Help increase screening and prevention for colon & rectal cancer.


Newly diagnosed with colon cancer? 5 things you need to know.

A Tribute to Sarah DeBord, by Stacy Hurt

Sarah DeBord and Stacy Hurt: What newly diagnosed patients need to knowThis is the first colorectal cancer awareness month I’m observing as a five year NED (no evidence of disease) stage IV survivor.  Upon diagnosis in 2014, I had just an 8% of living five years, so to not only achieve that but now to hit this additional milestone is surreal.  It’s also my first colorectal cancer awareness month without a dear friend and fellow advocate, Sarah DeBord.  Sarah passed away last July after facing this disease for seven years.
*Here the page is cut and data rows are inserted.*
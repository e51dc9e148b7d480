use crate::game::ClientGameState;
use crate::input::InputManager;
use crate::rendering::Renderer;
use bincode::{deserialize, serialize};
use log::{error, info, warn};
use shared::{InputState, Packet};
use std::net::SocketAddr;
use std::time::{Duration, Instant};
use tokio::net::UdpSocket;
use tokio::time::{interval, sleep};

pub struct Client {
    socket: UdpSocket,
    server_addr: SocketAddr,
    client_id: Option<u32>,
    connected: bool,

    game_state: ClientGameState,
    input_manager: InputManager,
    renderer: Renderer,

    ping_ms: u64,
    fake_ping_ms: u64,
    last_ping_time: Instant,

    prediction_enabled: bool,
    reconciliation_enabled: bool,
    interpolation_enabled: bool,
}

impl Client {
    pub async fn new(
        server_addr: &str,
        fake_ping_ms: u64,
        width: usize,
        height: usize,
    ) -> Result<Self, Box<dyn std::error::Error>> {
        let socket = UdpSocket::bind("0.0.0.0:0").await?;
        let server_addr = server_addr.parse()?;

        let renderer = Renderer::new(width, height)?;

        Ok(Client {
            socket,
            server_addr,
            client_id: None,
            connected: false,
            game_state: ClientGameState::new(),
            input_manager: InputManager::new(),
            renderer,
            ping_ms: 0,
            fake_ping_ms,
            last_ping_time: Instant::now(),
            prediction_enabled: true,
            reconciliation_enabled: true,
            interpolation_enabled: true,
        })
    }

    async fn connect(&mut self) -> Result<(), Box<dyn std::error::Error>> {
        info!("Connecting to server...");

        let packet = Packet::Connect { client_version: 1 };
        self.send_packet(&packet).await?;

        Ok(())
    }

    async fn send_packet(&self, packet: &Packet) -> Result<(), Box<dyn std::error::Error>> {
        if self.fake_ping_ms > 0 {
            sleep(Duration::from_millis(self.fake_ping_ms / 2)).await;
        }

        let data = serialize(packet)?;
        self.socket.send_to(&data, self.server_addr).await?;
        Ok(())
    }

    async fn handle_packet(&mut self, packet: Packet, receive_time: Instant) {
        match packet {
            Packet::Connected { client_id } => {
                info!("Connected! Client ID: {}", client_id);
                self.client_id = Some(client_id);
                self.connected = true;
            }

            Packet::GameState {
                tick,
                timestamp,
                last_processed_input,
                players,
            } => {
                let now = std::time::SystemTime::now()
                    .duration_since(std::time::UNIX_EPOCH)
                    .unwrap_or(Duration::from_secs(0))
                    .as_millis() as u64;

                if timestamp > 0 {
                    self.ping_ms = now.saturating_sub(timestamp);
                }

                self.game_state.apply_server_state(
                    tick,
                    timestamp,
                    players,
                    last_processed_input,
                    self.client_id,
                    self.reconciliation_enabled,
                    self.interpolation_enabled,
                );
            }

            Packet::Disconnected { reason } => {
                warn!("Disconnected: {}", reason);
                self.connected = false;
                self.client_id = None;
            }

            _ => {
                warn!("Unexpected packet type");
            }
        }
    }

    async fn send_input(&mut self, input: InputState) -> Result<(), Box<dyn std::error::Error>> {
        if !self.connected || self.client_id.is_none() {
            return Ok(());
        }

        let packet = Packet::Input {
            sequence: input.sequence,
            timestamp: input.timestamp,
            left: input.left,
            right: input.right,
            jump: input.jump,
        };

        self.send_packet(&packet).await?;

        if self.prediction_enabled {
            if let Some(client_id) = self.client_id {
                self.game_state.apply_prediction(client_id, &input);
            }
        }

        Ok(())
    }

    fn handle_toggles(&mut self, toggles: (bool, bool, bool)) {
        if toggles.0 {
            self.prediction_enabled = !self.prediction_enabled;
            info!("Client-side prediction: {}", self.prediction_enabled);
        }
        if toggles.1 {
            self.reconciliation_enabled = !self.reconciliation_enabled;
            info!("Server reconciliation: {}", self.reconciliation_enabled);
        }
        if toggles.2 {
            self.interpolation_enabled = !self.interpolation_enabled;
            info!("Interpolation: {}", self.interpolation_enabled);
        }
    }

    pub async fn run(&mut self) -> Result<(), Box<dyn std::error::Error>> {
        self.connect().await?;

        let mut input_interval = interval(Duration::from_millis(16));
        let mut physics_interval = interval(Duration::from_millis(16));
        let mut render_interval = interval(Duration::from_millis(16));

        let mut buffer = [0u8; 2048];

        while self.renderer.is_open() {
            tokio::select! {
                result = self.socket.recv_from(&mut buffer) => {
                    let receive_time = Instant::now();
                    match result {
                        Ok((len, _)) => {
                            if self.fake_ping_ms > 0 {
                                sleep(Duration::from_millis(self.fake_ping_ms / 2)).await;
                            }

                            if let Ok(packet) = deserialize::<Packet>(&buffer[0..len]) {
                                self.handle_packet(packet, receive_time).await;
                            }
                        },
                        Err(e) => error!("Error receiving packet: {}", e),
                    }
                },

                _ = input_interval.tick() => {
                    let (toggles, input_to_send) = self.input_manager.update(&self.renderer.window);

                    self.handle_toggles(toggles);

                    if let Some(input) = input_to_send {
                        if let Err(e) = self.send_input(input).await {
                            error!("Error sending input: {}", e);
                        }
                    }
                },

                _ = physics_interval.tick() => {
                    let dt = 1.0 / 60.0;
                    self.game_state.update_physics(dt);
                },

                _ = render_interval.tick() => {
                    let players = self.game_state.get_render_players(
                        self.client_id,
                        self.interpolation_enabled,
                    );

                    self.renderer.render(
                        &players,
                        self.client_id,
                        self.prediction_enabled,
                        self.reconciliation_enabled,
                        self.interpolation_enabled,
                        self.ping_ms,
                        self.fake_ping_ms,
                    );
                },
            }
        }

        if self.connected {
            let _ = self.send_packet(&Packet::Disconnect).await;
        }

        Ok(())
    }
}
use serde::{Deserialize, Serialize};

// Entity representation
#[derive(Debug, Serialize, Deserialize, Clone)]
pub struct Entity {
    pub id: u32,
    pub entity_type: EntityType,
    pub position: (f32, f32),
    pub velocity: (f32, f32),
    pub radius: f32,
    pub color: String,
}

#[derive(Debug, Serialize, Deserialize, Clone)]
pub enum EntityType {
    Player,
}

impl Entity {
    pub fn new(id: u32, entity_type: EntityType, position: (f32, f32), radius: f32, color: String) -> Self {
        Entity {
            id,
            entity_type,
            position,
            velocity: (0.0, 0.0),
            radius,
            color,
        }
    }

    // Update entity position based on velocity and delta time
    pub fn update_position(&mut self, dt: f32, world_width: f32, world_height: f32) {
        self.position.0 += self.velocity.0 * dt;
        self.position.1 += self.velocity.1 * dt;
        
        // Apply boundary constraints
        self.position.0 = self.position.0.max(self.radius).min(world_width - self.radius);
        self.position.1 = self.position.1.max(self.radius).min(world_height - self.radius);
    }
    
    // Check collision with another entity
    pub fn check_collision(&self, other: &Entity) -> bool {
        let dx = other.position.0 - self.position.0;
        let dy = other.position.1 - self.position.1;
        let distance_squared = dx * dx + dy * dy;
        
        distance_squared < (self.radius + other.radius).powi(2)
    }
    
    // Resolve collision with another entity
    pub fn resolve_collision(&mut self, other: &mut Entity) {
        let dx = other.position.0 - self.position.0;
        let dy = other.position.1 - self.position.1;
        let distance = (dx * dx + dy * dy).sqrt();
        
        if distance < self.radius + other.radius {
            // Calculate unit vector between entities
            let nx = dx / distance;
            let ny = dy / distance;
            
            // Calculate overlap
            let overlap = self.radius + other.radius - distance;
            
            // Resolve overlap
            self.position.0 -= nx * overlap * 0.5;
            self.position.1 -= ny * overlap * 0.5;
            
            other.position.0 += nx * overlap * 0.5;
            other.position.1 += ny * overlap * 0.5;
            
            // Reflect velocity (simple bounce)
            let dot1 = self.velocity.0 * nx + self.velocity.1 * ny;
            self.velocity.0 -= 2.0 * dot1 * nx;
            self.velocity.1 -= 2.0 * dot1 * ny;
            
            let dot2 = other.velocity.0 * nx + other.velocity.1 * ny;
            other.velocity.0 -= 2.0 * dot2 * nx;
            other.velocity.1 -= 2.0 * dot2 * ny;
        }
    }
}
I met Sarah at “Colon Camp” as she was there representing Colon Cancer Coalition.  We instantly bonded, and I knew I had to find a way to be her partner in crime in the fight against colorectal cancer.  Sarah was instrumental in creating a position for me at the Coalition, and though my time there was cut short due to caregiving duties for my intellectually and developmentally disabled son, Sarah left a lasting impression on me that inspires my advocacy efforts daily.

One thing that Sarah and I did really well together (other than have a poopload of fun), was take large amounts of complex information and boil it down to the “need to knows” for survivors and caregivers.

In that spirit, here are five things newly diagnosed patients need to know:

  1. “Colon cancer” and “colorectal cancer” can be used interchangeably.  Colorectal cancer is the inclusive, scientific term but colon cancer is more widely understood by the general public for goals of raising awareness.
  2. Seek to have your case evaluated at an NCI-Designated Cancer Center. These hospitals have access to the latest and greatest medications, clinical trials, research, and technology.
  3. Regardless of stage, request that your tumor is biopsied for DNA sequencing.  This will yield information on your tumor’s biomarkers that could prove relevant in treatment options such as immunotherapy or certain classes of targeted chemotherapy drugs.
  4. When presented with treatment options, choose the most aggressive option from the beginning to give yourself the best chance to get “ahead of the spread” for a good outcome.
  5. Ask for a consultation with a dietician at your treatment center for nutritional advice that will sustain you through side effects of treatment.  For some tips to get started, go to American Institute For Cancer Research.

Stacy Hurt, MHA, MBA, is a stage IV colorectal cancer survivor, caregiver to her intellectually and developmentally disabled son, and patient consultant in the pharma/biotech and digital health sectors for companies focused on improving patient centricity and value driven care.  She lives in Pittsburgh, PA with her husband and two sons.  Connect with her on LinkedIn, Twitter, or her website


Join the discussion 2 Comments

  • Kathleen says:

    Thank you for these helpful guidelines. I am happy that I am being treated at an NCI hospital: UC Health in Denver. While I understand your first statement, I am now making a point of telling people I have rectal cancer; not colorectal and not colon. I think this is an important distinction to make as the surgeries and potential negative side effects are very different from colon cancer.

    • Penny says:

      A very good distinction! Kathleen thank you for educating people about rectal cancer!! You are an awesome advocate for true education!!